— What is required —
Starting at the top of the data and ending with the line that holds "5. Weakly sorted", transcribe each line exactly; include both ends.
================
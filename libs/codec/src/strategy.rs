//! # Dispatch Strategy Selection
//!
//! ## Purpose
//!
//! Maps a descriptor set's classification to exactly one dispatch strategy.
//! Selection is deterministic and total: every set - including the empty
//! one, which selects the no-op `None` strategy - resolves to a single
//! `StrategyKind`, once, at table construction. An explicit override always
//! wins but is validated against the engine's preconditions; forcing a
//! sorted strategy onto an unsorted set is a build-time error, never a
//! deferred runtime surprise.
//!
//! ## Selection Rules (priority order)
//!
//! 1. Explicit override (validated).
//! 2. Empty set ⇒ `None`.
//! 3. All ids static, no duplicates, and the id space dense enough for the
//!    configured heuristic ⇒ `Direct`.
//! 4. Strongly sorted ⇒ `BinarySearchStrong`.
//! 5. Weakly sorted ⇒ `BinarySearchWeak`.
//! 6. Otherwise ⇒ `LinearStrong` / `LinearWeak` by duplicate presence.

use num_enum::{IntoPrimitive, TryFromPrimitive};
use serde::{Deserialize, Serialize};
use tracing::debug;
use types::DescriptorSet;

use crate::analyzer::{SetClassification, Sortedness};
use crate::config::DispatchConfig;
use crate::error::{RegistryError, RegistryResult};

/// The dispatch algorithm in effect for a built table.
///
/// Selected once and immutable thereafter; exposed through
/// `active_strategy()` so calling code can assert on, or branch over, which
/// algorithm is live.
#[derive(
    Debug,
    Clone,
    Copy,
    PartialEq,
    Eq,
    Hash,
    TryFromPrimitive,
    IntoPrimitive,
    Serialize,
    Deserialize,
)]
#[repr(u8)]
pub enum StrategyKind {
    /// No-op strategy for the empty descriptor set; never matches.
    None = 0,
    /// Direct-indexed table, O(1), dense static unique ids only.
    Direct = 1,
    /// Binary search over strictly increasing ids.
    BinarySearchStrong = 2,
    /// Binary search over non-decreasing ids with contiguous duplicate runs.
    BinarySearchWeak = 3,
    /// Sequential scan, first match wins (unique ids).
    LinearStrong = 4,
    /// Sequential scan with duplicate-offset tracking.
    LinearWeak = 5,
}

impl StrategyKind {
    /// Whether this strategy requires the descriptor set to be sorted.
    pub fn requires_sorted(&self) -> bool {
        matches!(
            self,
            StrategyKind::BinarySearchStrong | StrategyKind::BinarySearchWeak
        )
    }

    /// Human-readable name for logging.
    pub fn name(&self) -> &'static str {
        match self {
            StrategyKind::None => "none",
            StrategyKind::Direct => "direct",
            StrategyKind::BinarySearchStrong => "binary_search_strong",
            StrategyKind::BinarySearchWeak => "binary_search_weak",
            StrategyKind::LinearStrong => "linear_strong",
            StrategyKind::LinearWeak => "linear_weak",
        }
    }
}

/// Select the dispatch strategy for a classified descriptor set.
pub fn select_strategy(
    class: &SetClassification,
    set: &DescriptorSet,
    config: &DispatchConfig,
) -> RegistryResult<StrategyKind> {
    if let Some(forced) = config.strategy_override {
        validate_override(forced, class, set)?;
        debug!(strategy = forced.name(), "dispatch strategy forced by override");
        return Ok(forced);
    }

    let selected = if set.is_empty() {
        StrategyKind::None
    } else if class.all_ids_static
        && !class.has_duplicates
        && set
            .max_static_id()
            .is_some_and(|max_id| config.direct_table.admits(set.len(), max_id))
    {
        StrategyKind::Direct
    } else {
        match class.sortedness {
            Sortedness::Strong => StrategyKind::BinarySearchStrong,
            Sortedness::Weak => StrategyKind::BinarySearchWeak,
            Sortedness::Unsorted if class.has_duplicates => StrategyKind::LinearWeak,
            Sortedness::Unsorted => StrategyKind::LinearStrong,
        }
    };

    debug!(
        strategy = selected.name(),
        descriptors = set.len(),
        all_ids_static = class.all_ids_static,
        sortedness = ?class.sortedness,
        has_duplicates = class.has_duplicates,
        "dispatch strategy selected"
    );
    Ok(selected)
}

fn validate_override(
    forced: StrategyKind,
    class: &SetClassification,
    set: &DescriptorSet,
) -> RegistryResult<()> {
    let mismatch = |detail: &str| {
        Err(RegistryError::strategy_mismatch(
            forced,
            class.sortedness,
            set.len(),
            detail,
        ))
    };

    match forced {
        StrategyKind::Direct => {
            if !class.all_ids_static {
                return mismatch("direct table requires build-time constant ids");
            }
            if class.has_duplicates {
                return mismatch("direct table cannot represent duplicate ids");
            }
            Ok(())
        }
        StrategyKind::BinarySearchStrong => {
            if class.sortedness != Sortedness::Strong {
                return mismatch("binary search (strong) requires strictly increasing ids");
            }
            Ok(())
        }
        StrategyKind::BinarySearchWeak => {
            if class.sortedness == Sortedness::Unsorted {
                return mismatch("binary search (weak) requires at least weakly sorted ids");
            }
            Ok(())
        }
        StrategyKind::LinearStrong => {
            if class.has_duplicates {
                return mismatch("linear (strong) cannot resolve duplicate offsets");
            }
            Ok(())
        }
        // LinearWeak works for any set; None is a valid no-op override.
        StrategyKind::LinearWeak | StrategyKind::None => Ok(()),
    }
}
================
— Result —
filename libs/codec/src/strategy.rs
//! # Dispatch Strategy Selection
//!
//! ## Purpose
//!
//! Maps a descriptor set's classification to exactly one dispatch strategy.
//! Selection is deterministic and total: every set - including the empty
//! one, which selects the no-op `None` strategy - resolves to a single
//! `StrategyKind`, once, at table construction. An explicit override always
//! wins but is validated against the engine's preconditions; forcing a
//! sorted strategy onto an unsorted set is a build-time error, never a
//! deferred runtime surprise.
//!
//! ## Selection Rules (priority order)
//!
//! 1. Explicit override (validated).
//! 2. Empty set ⇒ `None`.
//! 3. All ids static, no duplicates, and the id space dense enough for the
//!    configured heuristic ⇒ `Direct`.
//! 4. Strongly sorted ⇒ `BinarySearchStrong`.
//! 5. Weakly sorted ⇒ `BinarySearchWeak`.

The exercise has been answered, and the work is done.